**WHAT YOU SHOULD DO**: Pick the lines holding the string "Option" out of the records and copy them.

**DATA TO USE**:
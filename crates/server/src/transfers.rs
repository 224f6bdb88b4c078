//! Transfers API endpoints.

use std::collections::HashMap;

use api_types::transfer::{
    TransferListResponse, TransferNew, TransferState as ApiState, TransferView,
};
use axum::{
    Extension, Json,
    extract::{Path, State},
    http::StatusCode,
};
use uuid::Uuid;

use crate::{ServerError, account, server::ServerState};

fn map_state(state: engine::TransferState) -> ApiState {
    match state {
        engine::TransferState::Pending => ApiState::Pending,
        engine::TransferState::Completed => ApiState::Completed,
        engine::TransferState::Failed => ApiState::Failed,
        engine::TransferState::Cancelled => ApiState::Cancelled,
    }
}

fn map_transfer(transfer: engine::Transfer, usernames: &HashMap<i64, String>) -> TransferView {
    TransferView {
        id: transfer.id,
        reference: transfer.reference,
        sender: usernames
            .get(&transfer.sender_id)
            .cloned()
            .unwrap_or_default(),
        receiver: usernames
            .get(&transfer.receiver_id)
            .cloned()
            .unwrap_or_default(),
        amount_minor: transfer.amount.minor(),
        memo: transfer.memo,
        state: map_state(transfer.state),
        created_at: transfer.created_at,
        processed_at: transfer.processed_at,
    }
}

pub async fn create(
    Extension(account): Extension<account::Model>,
    State(state): State<ServerState>,
    Json(payload): Json<TransferNew>,
) -> Result<(StatusCode, Json<TransferView>), ServerError> {
    let transfer = state
        .engine
        .execute_transfer(engine::TransferCmd {
            sender_id: account.id,
            receiver_username: payload.receiver.clone(),
            amount: engine::Money::new(payload.amount_minor),
            memo: payload.memo,
        })
        .await?;

    // Both usernames are already known here; skip the lookup.
    let mut usernames = HashMap::new();
    usernames.insert(transfer.sender_id, account.username);
    usernames.insert(transfer.receiver_id, payload.receiver);

    Ok((
        StatusCode::CREATED,
        Json(map_transfer(transfer, &usernames)),
    ))
}

pub async fn list(
    Extension(account): Extension<account::Model>,
    State(state): State<ServerState>,
) -> Result<Json<TransferListResponse>, ServerError> {
    let lists = state.engine.list_transfers(account.id).await?;

    let mut ids: Vec<i64> = lists
        .sent
        .iter()
        .chain(lists.received.iter())
        .flat_map(|transfer| [transfer.sender_id, transfer.receiver_id])
        .collect();
    ids.sort_unstable();
    ids.dedup();
    let usernames = state.engine.usernames(&ids).await?;

    let sent = lists
        .sent
        .into_iter()
        .map(|transfer| map_transfer(transfer, &usernames))
        .collect();
    let received = lists
        .received
        .into_iter()
        .map(|transfer| map_transfer(transfer, &usernames))
        .collect();

    Ok(Json(TransferListResponse { sent, received }))
}

pub async fn detail(
    Extension(account): Extension<account::Model>,
    State(state): State<ServerState>,
    Path(transfer_id): Path<Uuid>,
) -> Result<Json<TransferView>, ServerError> {
    let transfer = state.engine.transfer(account.id, transfer_id).await?;
    let usernames = state
        .engine
        .usernames(&[transfer.sender_id, transfer.receiver_id])
        .await?;

    Ok(Json(map_transfer(transfer, &usernames)))
}

pub async fn cancel(
    Extension(account): Extension<account::Model>,
    State(state): State<ServerState>,
    Path(transfer_id): Path<Uuid>,
) -> Result<Json<TransferView>, ServerError> {
    let transfer = state
        .engine
        .cancel_transfer(account.id, transfer_id)
        .await?;
    let usernames = state
        .engine
        .usernames(&[transfer.sender_id, transfer.receiver_id])
        .await?;

    Ok(Json(map_transfer(transfer, &usernames)))
}
use chrono::{DateTime, TimeZone, Utc};
use sea_orm::{ActiveValue, QueryFilter, QueryOrder, Statement, TransactionTrait, prelude::*};

use crate::{
    EngineError, Money, ResultEngine, SetBudgetCmd,
    budgets::{self, BudgetStatus},
    categories,
    transactions::EntryKind,
    util::normalize_category_key,
};

use super::{Engine, accounts::require_account, with_tx};

impl Engine {
    /// Sets or replaces the monthly cap for an expense category.
    ///
    /// There is at most one budget per account, category and month; setting
    /// it again overwrites the cap. The category must already exist as an
    /// expense category of the account.
    pub async fn set_budget(&self, cmd: SetBudgetCmd) -> ResultEngine<BudgetStatus> {
        if !cmd.cap.is_positive() {
            return Err(EngineError::InvalidAmount(
                "budget cap must be > 0".to_string(),
            ));
        }
        let month = checked_month(cmd.month)?;

        with_tx!(self, |db_tx| {
            require_account(&db_tx, cmd.account_id).await?;

            let key = normalize_category_key(&cmd.category).ok_or_else(|| {
                EngineError::InvalidAmount("category name must not be empty".to_string())
            })?;
            let category = categories::Entity::find()
                .filter(categories::Column::AccountId.eq(cmd.account_id))
                .filter(categories::Column::Kind.eq(EntryKind::Expense.as_str()))
                .filter(categories::Column::NameNorm.eq(key.as_str()))
                .one(&db_tx)
                .await?
                .ok_or_else(|| EngineError::KeyNotFound("category not exists".to_string()))?;

            let existing = budgets::Entity::find()
                .filter(budgets::Column::AccountId.eq(cmd.account_id))
                .filter(budgets::Column::CategoryId.eq(category.id))
                .filter(budgets::Column::Year.eq(cmd.year))
                .filter(budgets::Column::Month.eq(month))
                .one(&db_tx)
                .await?;
            match existing {
                Some(model) => {
                    budgets::ActiveModel {
                        id: ActiveValue::Set(model.id),
                        cap_minor: ActiveValue::Set(cmd.cap.minor()),
                        ..Default::default()
                    }
                    .update(&db_tx)
                    .await?;
                }
                None => {
                    budgets::ActiveModel {
                        account_id: ActiveValue::Set(cmd.account_id),
                        category_id: ActiveValue::Set(category.id),
                        year: ActiveValue::Set(cmd.year),
                        month: ActiveValue::Set(month),
                        cap_minor: ActiveValue::Set(cmd.cap.minor()),
                        ..Default::default()
                    }
                    .insert(&db_tx)
                    .await?;
                }
            }

            let (start, end) = month_window(cmd.year, cmd.month)?;
            let spent =
                spent_between(&db_tx, cmd.account_id, category.id, start, end).await?;
            Ok(BudgetStatus {
                category: category.name,
                year: cmd.year,
                month: cmd.month,
                cap: cmd.cap,
                spent,
            })
        })
    }

    /// Budgets of the account for one month, with the spend accrued so far.
    pub async fn list_budgets(
        &self,
        account_id: i64,
        year: i32,
        month: u32,
    ) -> ResultEngine<Vec<BudgetStatus>> {
        require_account(&self.database, account_id).await?;
        let month_db = checked_month(month)?;

        let rows = budgets::Entity::find()
            .filter(budgets::Column::AccountId.eq(account_id))
            .filter(budgets::Column::Year.eq(year))
            .filter(budgets::Column::Month.eq(month_db))
            .find_also_related(categories::Entity)
            .order_by_asc(categories::Column::NameNorm)
            .all(&self.database)
            .await?;

        let (start, end) = month_window(year, month)?;
        let mut statuses = Vec::with_capacity(rows.len());
        for (budget, category) in rows {
            let Some(category) = category else {
                continue;
            };
            let spent =
                spent_between(&self.database, account_id, category.id, start, end).await?;
            statuses.push(BudgetStatus {
                category: category.name,
                year: budget.year,
                month,
                cap: Money::new(budget.cap_minor),
                spent,
            });
        }
        Ok(statuses)
    }
}

fn checked_month(month: u32) -> ResultEngine<i32> {
    match i32::try_from(month) {
        Ok(month) if (1..=12).contains(&month) => Ok(month),
        _ => Err(EngineError::InvalidAmount(
            "month must be between 1 and 12".to_string(),
        )),
    }
}

/// Half-open UTC window covering one calendar month.
fn month_window(year: i32, month: u32) -> ResultEngine<(DateTime<Utc>, DateTime<Utc>)> {
    let start = Utc
        .with_ymd_and_hms(year, month, 1, 0, 0, 0)
        .single()
        .ok_or_else(|| EngineError::InvalidAmount("invalid budget period".to_string()))?;
    let (next_year, next_month) = if month == 12 {
        (year + 1, 1)
    } else {
        (year, month + 1)
    };
    let end = Utc
        .with_ymd_and_hms(next_year, next_month, 1, 0, 0, 0)
        .single()
        .ok_or_else(|| EngineError::InvalidAmount("invalid budget period".to_string()))?;
    Ok((start, end))
}

async fn spent_between<C: ConnectionTrait>(
    conn: &C,
    account_id: i64,
    category_id: i64,
    start: DateTime<Utc>,
    end: DateTime<Utc>,
) -> ResultEngine<Money> {
    let stmt = Statement::from_sql_and_values(
        conn.get_database_backend(),
        "SELECT COALESCE(SUM(amount_minor), 0) AS sum FROM transactions \
         WHERE account_id = ? AND category_id = ? AND kind = ? \
         AND occurred_at >= ? AND occurred_at < ?",
        vec![
            account_id.into(),
            category_id.into(),
            EntryKind::Expense.as_str().into(),
            start.into(),
            end.into(),
        ],
    );
    let row = conn.query_one(stmt).await?;
    let spent: i64 = row.and_then(|r| r.try_get("", "sum").ok()).unwrap_or(0);
    Ok(Money::new(spent))
}
use sea_orm::{ActiveValue, QueryFilter, QueryOrder, prelude::*};

use crate::{
    EngineError, ResultEngine,
    categories::{self, Category},
    transactions::EntryKind,
    util::{normalize_category_display, normalize_category_key},
};

use super::{Engine, accounts::require_account};

pub(super) const SEED_INCOME_CATEGORY: &str = "Salary";
pub(super) const TRANSFER_RECEIVED_CATEGORY: &str = "Transfer received";
pub(super) const TRANSFER_SENT_CATEGORY: &str = "Transfer sent";

const DEFAULT_INCOME_CATEGORIES: [&str; 3] =
    [SEED_INCOME_CATEGORY, TRANSFER_RECEIVED_CATEGORY, "Other income"];
const DEFAULT_EXPENSE_CATEGORIES: [&str; 3] =
    [TRANSFER_SENT_CATEGORY, "Purchases", "Other expense"];

impl Engine {
    /// Lists the account's categories, ordered by direction then name.
    pub async fn list_categories(&self, account_id: i64) -> ResultEngine<Vec<Category>> {
        require_account(&self.database, account_id).await?;

        let models = categories::Entity::find()
            .filter(categories::Column::AccountId.eq(account_id))
            .order_by_asc(categories::Column::Kind)
            .order_by_asc(categories::Column::NameNorm)
            .all(&self.database)
            .await?;

        models.into_iter().map(Category::try_from).collect()
    }
}

/// Seeds the fixed category set every account starts with.
pub(super) async fn insert_default_categories<C>(
    conn: &C,
    account_id: i64,
) -> ResultEngine<Vec<categories::Model>>
where
    C: ConnectionTrait,
{
    let defaults = [
        (EntryKind::Income, DEFAULT_INCOME_CATEGORIES),
        (EntryKind::Expense, DEFAULT_EXPENSE_CATEGORIES),
    ];

    let mut created = Vec::new();
    for (kind, names) in defaults {
        for name in names {
            let Some(key) = normalize_category_key(name) else {
                continue;
            };
            let model = categories::ActiveModel {
                account_id: ActiveValue::Set(account_id),
                name: ActiveValue::Set(name.to_string()),
                name_norm: ActiveValue::Set(key),
                kind: ActiveValue::Set(kind.as_str().to_string()),
                ..Default::default()
            }
            .insert(conn)
            .await?;
            created.push(model);
        }
    }
    Ok(created)
}

/// Resolves the category a transfer leg is filed under.
///
/// Preference order: the account's own "Transfer sent"/"Transfer received"
/// category, then any category of the right direction, then a lazily created
/// one. A lost creation race must not fail the transfer, so the last step
/// degrades to `None` and the ledger row is written uncategorized.
pub(super) async fn resolve_transfer_category<C>(
    conn: &C,
    account_id: i64,
    kind: EntryKind,
) -> ResultEngine<Option<categories::Model>>
where
    C: ConnectionTrait,
{
    let preferred = match kind {
        EntryKind::Income => TRANSFER_RECEIVED_CATEGORY,
        EntryKind::Expense => TRANSFER_SENT_CATEGORY,
    };
    let Some(key) = normalize_category_key(preferred) else {
        return Ok(None);
    };

    let found = categories::Entity::find()
        .filter(categories::Column::AccountId.eq(account_id))
        .filter(categories::Column::Kind.eq(kind.as_str()))
        .filter(categories::Column::NameNorm.eq(key.as_str()))
        .one(conn)
        .await?;
    if found.is_some() {
        return Ok(found);
    }

    let any_of_kind = categories::Entity::find()
        .filter(categories::Column::AccountId.eq(account_id))
        .filter(categories::Column::Kind.eq(kind.as_str()))
        .order_by_asc(categories::Column::Id)
        .one(conn)
        .await?;
    if any_of_kind.is_some() {
        return Ok(any_of_kind);
    }

    let inserted = categories::ActiveModel {
        account_id: ActiveValue::Set(account_id),
        name: ActiveValue::Set(preferred.to_string()),
        name_norm: ActiveValue::Set(key),
        kind: ActiveValue::Set(kind.as_str().to_string()),
        ..Default::default()
    }
    .insert(conn)
    .await;

    Ok(inserted.ok())
}

/// Resolves a user-supplied category name, creating the category when the
/// account has no match of that direction.
pub(super) async fn resolve_named_category<C>(
    conn: &C,
    account_id: i64,
    kind: EntryKind,
    name: &str,
) -> ResultEngine<categories::Model>
where
    C: ConnectionTrait,
{
    let display = normalize_category_display(name).ok_or_else(|| {
        EngineError::InvalidAmount("category name must not be empty".to_string())
    })?;
    let key = normalize_category_key(&display).ok_or_else(|| {
        EngineError::InvalidAmount("category name has no usable characters".to_string())
    })?;

    let found = categories::Entity::find()
        .filter(categories::Column::AccountId.eq(account_id))
        .filter(categories::Column::Kind.eq(kind.as_str()))
        .filter(categories::Column::NameNorm.eq(key.as_str()))
        .one(conn)
        .await?;
    if let Some(model) = found {
        return Ok(model);
    }

    let model = categories::ActiveModel {
        account_id: ActiveValue::Set(account_id),
        name: ActiveValue::Set(display),
        name_norm: ActiveValue::Set(key),
        kind: ActiveValue::Set(kind.as_str().to_string()),
        ..Default::default()
    }
    .insert(conn)
    .await?;
    Ok(model)
}
//! The module contains the error the engine can throw.
//!
//! The errors are:
//!
//! - [`InsufficientFunds`] thrown when a sender balance cannot cover a transfer.
//! - [`KeyNotFound`] thrown when an item is not found.
//!
//!  [`InsufficientFunds`]: EngineError::InsufficientFunds
//!  [`KeyNotFound`]: EngineError::KeyNotFound
use sea_orm::DbErr;
use thiserror::Error;

use crate::Money;

/// Engine custom errors.
#[derive(Error, Debug)]
pub enum EngineError {
    #[error("Invalid amount: {0}")]
    InvalidAmount(String),
    #[error("Sender and receiver must be different accounts")]
    SelfTransfer,
    #[error("\"{0}\" receiver not found!")]
    ReceiverNotFound(String),
    #[error("Insufficient funds: current balance is {balance}")]
    InsufficientFunds { balance: Money },
    #[error("Transfer is not cancellable: {0}")]
    NotCancellable(String),
    #[error("Invalid transfer transition: {0}")]
    InvalidTransition(String),
    #[error("\"{0}\" key not found!")]
    KeyNotFound(String),
    #[error("\"{0}\" already present!")]
    ExistingKey(String),
    #[error("Lock wait timed out: {0}")]
    LockTimeout(String),
    #[error(transparent)]
    Database(#[from] DbErr),
}

impl PartialEq for EngineError {
    fn eq(&self, other: &Self) -> bool {
        match (self, other) {
            (Self::InvalidAmount(a), Self::InvalidAmount(b)) => a == b,
            (Self::SelfTransfer, Self::SelfTransfer) => true,
            (Self::ReceiverNotFound(a), Self::ReceiverNotFound(b)) => a == b,
            (Self::InsufficientFunds { balance: a }, Self::InsufficientFunds { balance: b }) => {
                a == b
            }
            (Self::NotCancellable(a), Self::NotCancellable(b)) => a == b,
            (Self::InvalidTransition(a), Self::InvalidTransition(b)) => a == b,
            (Self::KeyNotFound(a), Self::KeyNotFound(b)) => a == b,
            (Self::ExistingKey(a), Self::ExistingKey(b)) => a == b,
            (Self::LockTimeout(a), Self::LockTimeout(b)) => a == b,
            (Self::Database(a), Self::Database(b)) => a.to_string() == b.to_string(),
            _ => false,
        }
    }
}
use std::collections::HashMap;

use chrono::Utc;
use sea_orm::{ActiveValue, QueryFilter, QueryOrder, TransactionTrait, prelude::*};

use crate::{
    CreateAccountCmd, EngineError, LedgerEvent, ResultEngine,
    accounts::{self, Account},
    transactions::{self, EntryKind},
};

use super::{
    Engine,
    categories::{SEED_INCOME_CATEGORY, insert_default_categories},
    normalize_required_name, with_tx,
};

impl Engine {
    /// Creates an account together with its default categories.
    ///
    /// The username is both the login and the transfer handle, so it must be
    /// unique. A `seed_income` amount posts an opening entry against the
    /// default income category; the balance itself stays ledger-derived.
    pub async fn create_account(&self, cmd: CreateAccountCmd) -> ResultEngine<Account> {
        let CreateAccountCmd {
            username,
            password,
            display_name,
            seed_income,
        } = cmd;
        let username = normalize_required_name(&username, "username")?;
        let display_name = normalize_required_name(&display_name, "display name")?;
        if password.is_empty() {
            return Err(EngineError::InvalidAmount(
                "password must not be empty".to_string(),
            ));
        }
        if let Some(amount) = seed_income
            && !amount.is_positive()
        {
            return Err(EngineError::InvalidAmount(
                "seed income must be > 0".to_string(),
            ));
        }

        let model: accounts::Model = with_tx!(self, |db_tx| {
            let existing = accounts::Entity::find()
                .filter(accounts::Column::Username.eq(username.as_str()))
                .one(&db_tx)
                .await?;
            if existing.is_some() {
                return Err(EngineError::ExistingKey(username));
            }

            let account_model = accounts::ActiveModel {
                username: ActiveValue::Set(username.clone()),
                password: ActiveValue::Set(password.clone()),
                display_name: ActiveValue::Set(display_name.clone()),
                created_at: ActiveValue::Set(Utc::now()),
                lock_generation: ActiveValue::Set(0),
                ..Default::default()
            }
            .insert(&db_tx)
            .await?;

            let defaults = insert_default_categories(&db_tx, account_model.id).await?;

            if let Some(amount) = seed_income {
                let salary = defaults.iter().find(|category| {
                    category.kind == EntryKind::Income.as_str()
                        && category.name == SEED_INCOME_CATEGORY
                });
                transactions::ActiveModel {
                    account_id: ActiveValue::Set(account_model.id),
                    category_id: ActiveValue::Set(salary.map(|category| category.id)),
                    kind: ActiveValue::Set(EntryKind::Income.as_str().to_string()),
                    amount_minor: ActiveValue::Set(amount.minor()),
                    description: ActiveValue::Set(Some("Opening balance".to_string())),
                    occurred_at: ActiveValue::Set(Utc::now()),
                    ..Default::default()
                }
                .insert(&db_tx)
                .await?;
            }

            Ok(account_model)
        })?;

        self.emit(LedgerEvent::AccountCreated {
            account_id: model.id,
            username: model.username.clone(),
        });
        Ok(Account::from(model))
    }

    /// Looks an account up by its username.
    pub async fn account_by_username(&self, username: &str) -> ResultEngine<Account> {
        let model = accounts::Entity::find()
            .filter(accounts::Column::Username.eq(username))
            .one(&self.database)
            .await?
            .ok_or_else(|| EngineError::KeyNotFound("account not exists".to_string()))?;
        Ok(Account::from(model))
    }

    /// Maps account ids to usernames for view rendering.
    pub async fn usernames(&self, ids: &[i64]) -> ResultEngine<HashMap<i64, String>> {
        let models = accounts::Entity::find()
            .filter(accounts::Column::Id.is_in(ids.iter().copied()))
            .all(&self.database)
            .await?;
        Ok(models
            .into_iter()
            .map(|model| (model.id, model.username))
            .collect())
    }

    /// Lists every account, ordered by username.
    pub async fn list_accounts(&self) -> ResultEngine<Vec<Account>> {
        let models = accounts::Entity::find()
            .order_by_asc(accounts::Column::Username)
            .all(&self.database)
            .await?;
        Ok(models.into_iter().map(Account::from).collect())
    }
}

pub(super) async fn require_account<C>(conn: &C, account_id: i64) -> ResultEngine<accounts::Model>
where
    C: ConnectionTrait,
{
    accounts::Entity::find_by_id(account_id)
        .one(conn)
        .await?
        .ok_or_else(|| EngineError::KeyNotFound("account not exists".to_string()))
}
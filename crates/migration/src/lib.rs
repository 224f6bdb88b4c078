pub use sea_orm_migration::prelude::*;

mod m20260601_000000_init;

pub struct Migrator;

#[async_trait::async_trait]
impl MigratorTrait for Migrator {
    fn migrations() -> Vec<Box<dyn MigrationTrait>> {
        vec![Box::new(m20260601_000000_init::Migration)]
    }
}
use axum::{
    Router,
    extract::{Request, State},
    http::StatusCode,
    middleware::{self, Next},
    response::Response,
    routing::{get, post},
};
use axum_extra::{
    TypedHeader,
    headers::{Authorization, authorization::Basic},
};
use sea_orm::{ColumnTrait, DatabaseConnection, EntityTrait, QueryFilter};

use std::sync::Arc;

use crate::{account, budgets, categories, transactions, transfers};
use engine::Engine;

#[derive(Clone)]
pub struct ServerState {
    pub engine: Arc<Engine>,
    pub db: DatabaseConnection,
}

/// Resolves Basic credentials to an account row.
///
/// Every failure collapses into 401 so the response does not reveal whether
/// the username exists.
async fn account_for(
    credentials: &Authorization<Basic>,
    db: &DatabaseConnection,
) -> Result<account::Model, StatusCode> {
    if credentials.username().is_empty() || credentials.password().is_empty() {
        return Err(StatusCode::UNAUTHORIZED);
    }

    account::Entity::find()
        .filter(account::Column::Username.eq(credentials.username()))
        .filter(account::Column::Password.eq(credentials.password()))
        .one(db)
        .await
        .map_err(|_| StatusCode::UNAUTHORIZED)?
        .ok_or(StatusCode::UNAUTHORIZED)
}

async fn auth(
    credentials: Option<TypedHeader<Authorization<Basic>>>,
    State(state): State<ServerState>,
    mut request: Request,
    next: Next,
) -> Result<Response, StatusCode> {
    let Some(TypedHeader(credentials)) = credentials else {
        return Err(StatusCode::UNAUTHORIZED);
    };

    let account = account_for(&credentials, &state.db).await?;
    request.extensions_mut().insert(account);
    Ok(next.run(request).await)
}

fn router(state: ServerState) -> Router {
    Router::new()
        .route("/balance", get(account::balance))
        .route("/categories", get(categories::list))
        .route(
            "/transactions",
            post(transactions::create).get(transactions::list),
        )
        .route("/transfers", post(transfers::create).get(transfers::list))
        .route("/transfers/{id}", get(transfers::detail))
        .route("/transfers/{id}/cancel", post(transfers::cancel))
        .route("/budgets", post(budgets::set).get(budgets::list))
        .route_layer(middleware::from_fn_with_state(state.clone(), auth))
        .with_state(state)
}

pub fn app(engine: Engine, db: DatabaseConnection) -> Router {
    router(ServerState {
        engine: Arc::new(engine),
        db,
    })
}

pub async fn run(engine: Engine, db: DatabaseConnection) {
    match tokio::net::TcpListener::bind("127.0.0.1:3000").await {
        Ok(listener) => {
            if let Err(err) = run_with_listener(engine, db, listener).await {
                tracing::error!("server failed: {err}");
            }
        }
        Err(err) => tracing::error!("failed to bind server listener: {err}"),
    }
}

pub async fn run_with_listener(
    engine: Engine,
    db: DatabaseConnection,
    listener: tokio::net::TcpListener,
) -> Result<(), std::io::Error> {
    let addr = listener.local_addr()?;
    tracing::info!("ledger API listening on {addr}");

    axum::serve(listener, app(engine, db)).await
}

pub fn spawn_with_listener(
    engine: Engine,
    db: DatabaseConnection,
    listener: tokio::net::TcpListener,
) -> Result<std::net::SocketAddr, std::io::Error> {
    let addr = listener.local_addr()?;

    tokio::spawn(async move {
        if let Err(err) = run_with_listener(engine, db, listener).await {
            tracing::error!("ledger API stopped: {err}");
        }
    });

    Ok(addr)
}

**TASK RESPONSE**:
) -> ResultEngine<Option<categories::Model>>
    credentials: Option<TypedHeader<Authorization<Basic>>>,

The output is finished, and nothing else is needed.